Outra cena chocante, segundo os Bombeiros, foi testemunhar em meio ao amontoado de cadáveres o som dos celulares das vítimas tocando "incessantemente". Provavelmente familiares em busca de notícias de quem foi ao show e não retornava.

Dilma chora tragédia e mobiliza ministérios

Foi por volta das 9 horas (de Brasília) que a presidente Dilma Rousseff soube da tragédia em Santa Maria. Àquela altura, o número ainda era subestimado: cem mortos. Em missão oficial no Chile, ligou para o governador Tarso Genro (PT-RS). Ao desligar, avisou os assessores: "Vamos para lá." Quando foi falar rapidamente com a imprensa ainda em Santiago, antes de voltar ao Brasil, chorou.

"Quem precisa de mim hoje é o povo brasileiro e é lá que eu tenho de estar." E concluiu; voz embargada: "Neste momento de tristeza, estamos juntos". "É um momento de grande tristeza", afirmou. "É uma tragédia para nós todos e eu não vou continuar na reunião (em Santiago) por razões muito claras. Quem precisa de mim hoje é o povo brasileiro e é lá que eu tenho de estar."

Já em Santa Maria, quando chegava ao Ginásio Municipal, onde os mortos foram reunidos, desistiu de se aproximar dos corpos ao ver a comoção das famílias. Chorou pela segunda vez e saiu. Em homenagem às vítimas, decretou luto de três dias.

À tarde, Dilma visitou o Hospital de Caridade, um dos locais que receberam feridos no incêndio.

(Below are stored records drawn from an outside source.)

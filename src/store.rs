//! Admin Dashboard Store
//!
//! Uses Leptos reactive_stores for fine-grained reactivity.

use leptos::prelude::*;
use reactive_stores::Store;

use crate::models::{Consultancy, Course, User};

/// Records mirrored from the admin listings
#[derive(Clone, Debug, Default, Store)]
pub struct AdminState {
    pub consultancies: Vec<Consultancy>,
    pub users: Vec<User>,
    pub courses: Vec<Course>,
}

/// Type alias for the store
pub type AdminStore = Store<AdminState>;

/// Get the admin store from context
pub fn use_admin_store() -> AdminStore {
    expect_context::<AdminStore>()
}

/// Records keyed by backend id
pub trait Keyed {
    fn key(&self) -> u32;
}

impl Keyed for Consultancy {
    fn key(&self) -> u32 {
        self.id
    }
}

impl Keyed for User {
    fn key(&self) -> u32 {
        self.id
    }
}

impl Keyed for Course {
    fn key(&self) -> u32 {
        self.id
    }
}

/// Replace the record with the same id, or append it.
pub fn upsert<T: Keyed>(records: &mut Vec<T>, record: T) {
    match records.iter_mut().find(|r| r.key() == record.key()) {
        Some(existing) => *existing = record,
        None => records.push(record),
    }
}

pub fn remove<T: Keyed>(records: &mut Vec<T>, id: u32) {
    records.retain(|r| r.key() != id);
}

/// Unverified consultancies, in listing order
pub fn pending_verification(consultancies: &[Consultancy]) -> Vec<Consultancy> {
    consultancies.iter().filter(|c| !c.is_verified).cloned().collect()
}

// ========================
// Store Helper Functions
// ========================

pub fn store_upsert_consultancy(store: &AdminStore, consultancy: Consultancy) {
    upsert(&mut *store.consultancies().write(), consultancy);
}

pub fn store_remove_consultancy(store: &AdminStore, id: u32) {
    remove(&mut *store.consultancies().write(), id);
}

/// The verify endpoint only acknowledges, so flip the flag locally.
pub fn store_mark_verified(store: &AdminStore, id: u32) {
    if let Some(c) = store.consultancies().write().iter_mut().find(|c| c.id == id) {
        c.is_verified = true;
    }
}

pub fn store_upsert_user(store: &AdminStore, user: User) {
    upsert(&mut *store.users().write(), user);
}

pub fn store_remove_user(store: &AdminStore, id: u32) {
    remove(&mut *store.users().write(), id);
}

pub fn store_upsert_course(store: &AdminStore, course: Course) {
    upsert(&mut *store.courses().write(), course);
}

pub fn store_remove_course(store: &AdminStore, id: u32) {
    remove(&mut *store.courses().write(), id);
}

#[cfg(test)]
mod tests {
    use super::*;

    fn make_consultancy(id: u32, name: &str, verified: bool) -> Consultancy {
        Consultancy { id, name: name.to_string(), is_verified: verified, ..Default::default() }
    }

    #[test]
    fn test_upsert_replaces_in_place() {
        let mut records = vec![make_consultancy(1, "A", false), make_consultancy(2, "B", false)];
        upsert(&mut records, make_consultancy(1, "A2", true));
        assert_eq!(records.len(), 2);
        assert_eq!(records[0].name, "A2");
        assert!(records[0].is_verified);
        assert_eq!(records[1].name, "B");
    }

    #[test]
    fn test_upsert_appends_new() {
        let mut records = vec![make_consultancy(1, "A", false)];
        upsert(&mut records, make_consultancy(5, "E", false));
        assert_eq!(records.iter().map(|c| c.id).collect::<Vec<_>>(), vec![1, 5]);
    }

    #[test]
    fn test_remove() {
        let mut users = vec![
            User { id: 1, username: "a".into(), ..Default::default() },
            User { id: 2, username: "b".into(), ..Default::default() },
        ];
        remove(&mut users, 1);
        assert_eq!(users.len(), 1);
        assert_eq!(users[0].id, 2);
        remove(&mut users, 42);
        assert_eq!(users.len(), 1);
    }

    #[test]
    fn test_store_helpers_write_through_fields() {
        let store: AdminStore = Store::new(AdminState::default());

        store_upsert_consultancy(&store, make_consultancy(1, "A", false));
        store_upsert_consultancy(&store, make_consultancy(2, "B", false));
        store_upsert_consultancy(&store, make_consultancy(1, "A2", false));
        store_mark_verified(&store, 2);
        store_upsert_user(&store, User { id: 7, username: "u".into(), ..Default::default() });
        store_upsert_course(&store, Course { id: 9, name: "MBA".into(), ..Default::default() });

        let names = store.consultancies().with_untracked(|c| c.iter().map(|c| c.name.clone()).collect::<Vec<_>>());
        assert_eq!(names, vec!["A2", "B"]);
        assert!(store.consultancies().with_untracked(|c| c[1].is_verified));

        store_remove_consultancy(&store, 1);
        store_remove_user(&store, 7);
        store_remove_course(&store, 9);
        assert_eq!(store.consultancies().with_untracked(|c| c.len()), 1);
        assert!(store.users().with_untracked(Vec::is_empty));
        assert!(store.courses().with_untracked(Vec::is_empty));
    }

    #[test]
    fn test_pending_verification() {
        let all = vec![
            make_consultancy(1, "A", true),
            make_consultancy(2, "B", false),
            make_consultancy(3, "C", false),
        ];
        let pending = pending_verification(&all);
        assert_eq!(pending.iter().map(|c| c.id).collect::<Vec<_>>(), vec![2, 3]);
    }
}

No ginásio, também encontrou-se com parentes das vítimas do incêndio na boate Kiss. Muito emocionada, deixou o local sem falar com a imprensa. Depois voltou a Brasília.

A presidente cancelou três reuniões bilaterais que teria ontem com os presidentes da Bolívia, Argentina e Letônia na capital chilena - onde participava da reunião da Comunidade de Estados Latino-Americanos e Caribenhos (Celac) com a União Europeia - e pediu aos ministros que ajudem "a minorar as consequências desta tragédia".

A presidente afirmou que o Rio Grande do Sul, Estado onde construiu sua carreira como administradora pública, tem boa estrutura de saúde, mas que deslocará para lá tudo que for necessário para ajudar as vítimas da tragédia.

Ela determinou que a Base Aérea de Santa Maria seja mobilizada para facilitar a transferência de feridos, a chegada de medicamentos, entre outros materiais, e equipes de socorro.

"Há uma mobilização de recursos para que a gente possa fazer não só o resgate dos corpos e também um tratamento muito rápido e muito eficiente para os feridos", declarou a presidente, ao explicar as providências adotadas pelo governo federal.

A prefeitura de Santa Maria decretou luto oficial de 30 dias na cidade. A Universidade Federal de Santa Maria também ficará de luto e suspendeu as atividades no campus por três dias. As aulas serão retomadas quarta-feira.

Tarso Genro afirmou que o governo gaúcho está mobilizado para esclarecer as causas do acidente. "Estamos empenhados em dar o apoio necessário para que tenhamos o levantamento de provas para fazer um inquérito policial de alto nível, para que a gente possa depois, com essas provas, ter um esclarecimento inclusive em relação às causas que determinaram esse evento", disse.